Now regarding differential operators on the spinor bundle $\Sigma M$, we have $D(\Sigma M)=D(M) \otimes Cl(TM)$. 
And so I thought:
Looking at the above, I would consider the symbol map from $D(\Sigma M)$ to sections of $C(TM) \otimes \Lambda^\bullet TM$. But that is not the one constructed in the Getzer calculous. 
Rather, the symbol map used there maps $D(\Sigma M)$ to sections of $P(TM) \otimes \Lambda^\bullet TM$, where $P(TM) = \mathbb{C}[TM]\otimes C(TM)$, the space of constant coefficient operators on $TM$ with polynomial coefficients.
And here is my question:
Why is that? I guess, this construction is just the ingenuity of the whole construction. But can someone give me a motivation?
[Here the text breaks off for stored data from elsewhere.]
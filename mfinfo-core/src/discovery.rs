//! File discovery and selection.
//!
//! This module defines which files the viewer accepts (an extension
//! allowlist), how a directory is expanded into candidate files, and the
//! [`FileSelector`] seam through which a front end hands the viewer the
//! user's choice.

use crate::error::{CoreError, CoreResult};
use crate::utils::has_extension_in;

use std::path::{Path, PathBuf};

/// Video container extensions accepted by default (case-insensitive).
pub const SUPPORTED_EXTENSIONS: &[&str] = &["mp4", "mpeg", "avi", "vob", "mpg", "mov", "m2t"];

/// The default allowlist as owned strings.
#[must_use]
pub fn default_extensions() -> Vec<String> {
    SUPPORTED_EXTENSIONS
        .iter()
        .map(|ext| ext.to_string())
        .collect()
}

/// Source of the user's file choice.
///
/// An empty list means the user selected nothing (e.g. cancelled). Only the
/// first path is ever displayed.
pub trait FileSelector {
    fn select(&mut self) -> CoreResult<Vec<PathBuf>>;
}

/// Fixed selection, useful for embedding and tests.
impl FileSelector for Vec<PathBuf> {
    fn select(&mut self) -> CoreResult<Vec<PathBuf>> {
        Ok(self.clone())
    }
}

/// Checks if the path is an existing file with an allowlisted extension.
#[must_use]
pub fn is_supported_video_file(path: &Path, extensions: &[String]) -> bool {
    path.is_file() && has_extension_in(path, extensions)
}

/// Finds allowlisted video files in the top level of `input_dir`.
///
/// Subdirectories are not searched. The result is sorted by path so the
/// "first" file is stable across platforms.
///
/// # Returns
///
/// * `Ok(Vec<PathBuf>)` - The discovered files, sorted
/// * `Err(CoreError::Io)` - The directory could not be read
/// * `Err(CoreError::NoFilesFound)` - No allowlisted files were found
///
/// # Examples
///
/// ```rust,no_run
/// use mfinfo_core::discovery::{default_extensions, find_supported_files};
/// use std::path::Path;
///
/// let files = find_supported_files(Path::new("/path/to/videos"), &default_extensions()).unwrap();
/// println!("First video: {}", files[0].display());
/// ```
pub fn find_supported_files(input_dir: &Path, extensions: &[String]) -> CoreResult<Vec<PathBuf>> {
    let read_dir = std::fs::read_dir(input_dir)?;
    let mut files: Vec<PathBuf> = read_dir
        .filter_map(|entry| {
            let path = entry.ok()?.path();
            is_supported_video_file(&path, extensions).then_some(path)
        })
        .collect();

    if files.is_empty() {
        return Err(CoreError::NoFilesFound);
    }

    files.sort();
    Ok(files)
}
What does this symbol map do, what the one I would have thought of cannot do? 
 A: Actually you can imitate the Getzler calculus using your symbol map $D(\Sigma M) \to C(TM) \otimes \bigwedge TM$ and you will still prove an interesting theorem, just not the Atiyah-Singer index theorem.  In fact the theorem you will prove is basically Weyl's asymptotic formula for the eigenvalues of the Laplacian.  The problem is that your symbol map doesn't use the Clifford module structure of the fibers of the spinor bundle in any essential way.
The natural way to fix this problem is to change the symbol map so that Clifford multiplication by a tangent vector becomes a first order operator instead of a 0th order operator, and indeed this is a property possessed by the Getzler symbol.  Note that this gives the Dirac operator $D = \sum_i c(\partial_i) \partial_i$ Gezler order 2.  Since the local approach to the Atiyah-Singer index theorem is based on the heat equation (due to the McKean-Singer formula), it is crucial that $D^2$ also have Getzler order 2.  It's not obvious how to construct a symbol calculus in which both $D$ and $D^2$ have order 2, and achieving this motivates many of the difficult aspects of the Getzler calculus.